HI Bill!---I was asking about PP's tweezers-
free method!
However, I am glad you outlined the tweezers method here. Great reference material.
My sis in law Lulu sits at a table and does it as you describe. She picks up the pre-strung pearls and puts them on the table and clamps the tweezers in place with the tips tight against the table and the latest pearl after she SWINGS the thread over and around (I couldn't tell from your directions if you hold the pearls or have them on a table, but this is an important part of her technique.) She uses the needles with the silk thread attached, too. I bet she took a class! I am going to ask her.
I am a retired modern/ballet dancer and a very kinesthetic person. I see the movements of stringing pearls as a dance and I like to learn new choreography! There is always room to refine the technique or even switch it entirely.
Once, I sat opposite Lulu and copied her for a few knots. I found her method ponderous and cumbersome. Then I reverted to knotting without tweezers and finished my strand a number of pearls before she finished hers. We both put all the pearls on the string before starting and pushed each pearl into place one at a time before knotting, but I hold my work in my hands and do not need a table. I hold with thumb and pull the thread tight with the fingers of same hand.
Also, I will use a variety of threads to string. I have used doubled silk thread with a drop of glue (the traditional glue is gum arabic) to stiffen and combine the shaved ends - no needle. Works great, but is messy until it dries right. Now I am wondering if gum arabic isn't the really- really old way to make pearl threading points! Maybe the original method before needles were that small?
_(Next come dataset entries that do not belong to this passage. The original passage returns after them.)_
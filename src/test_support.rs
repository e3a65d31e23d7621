//! Fixtures shared by unit tests.

/// Build a classic-xref PDF from object bodies numbered from 1. Object 1 is
/// the catalog.
pub(crate) fn build_pdf(objects: &[String]) -> Vec<u8> {
    let mut pdf = b"%PDF-1.7\n%\xE2\xE3\xCF\xD3\n".to_vec();
    let mut offsets = Vec::new();
    for (i, body) in objects.iter().enumerate() {
        offsets.push(pdf.len());
        pdf.extend_from_slice(format!("{} 0 obj\n{}\nendobj\n", i + 1, body).as_bytes());
    }
    let xref = pdf.len();
    pdf.extend_from_slice(format!("xref\n0 {}\n0000000000 65535 f \n", objects.len() + 1).as_bytes());
    for offset in offsets {
        pdf.extend_from_slice(format!("{:010} 00000 n \n", offset).as_bytes());
    }
    pdf.extend_from_slice(
        format!(
            "trailer\n<< /Size {} /Root 1 0 R >>\nstartxref\n{}\n%%EOF\n",
            objects.len() + 1,
            xref
        )
        .as_bytes(),
    );
    pdf
}

/// A4 document with `pages` pages, each showing one line of text in /F1.
///
/// Objects: 1 catalog, 2 page tree, 3 font, then a page and its content
/// stream for every page.
pub(crate) fn sample_pdf(pages: usize) -> Vec<u8> {
    let kids: Vec<String> = (0..pages).map(|i| format!("{} 0 R", 4 + 2 * i)).collect();
    let mut objects = vec![
        "<< /Type /Catalog /Pages 2 0 R >>".to_string(),
        format!("<< /Type /Pages /Kids [{}] /Count {} >>", kids.join(" "), pages),
        "<< /Type /Font /Subtype /Type1 /BaseFont /Times-Roman >>".to_string(),
    ];
    for i in 0..pages {
        let content = format!("BT /F1 12 Tf 72 720 Td (Page {}) Tj ET", i + 1);
        objects.push(format!(
            "<< /Type /Page /Parent 2 0 R /MediaBox [0 0 595 842] /Resources << /Font << /F1 3 0 R >> >> /Contents {} 0 R >>",
            5 + 2 * i
        ));
        objects.push(format!("<< /Length {} >>\nstream\n{}\nendstream", content.len(), content));
    }
    build_pdf(&objects)
}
Also, if you are budget minded, you can buy spools of silk thread and needles in packs of 5-50 for way, way cheap. compared to the little plastic packages with a couple of yards of silk and a needle in it. If you thread your own needles, the thread will be doubled, so you buy thinner thread to begin with.
I have also used nylon thread and think it has some advantages as a stringing medium, though it has no mystique, as silk does. I also have used fake sinew. It makes good knots and has no bias because it is not twisted, yet is incredibly strong.
(You righties -right handed folks!- have no idea what I am talking about because the thread is twisted to use rightie and your knots come out right automatically.)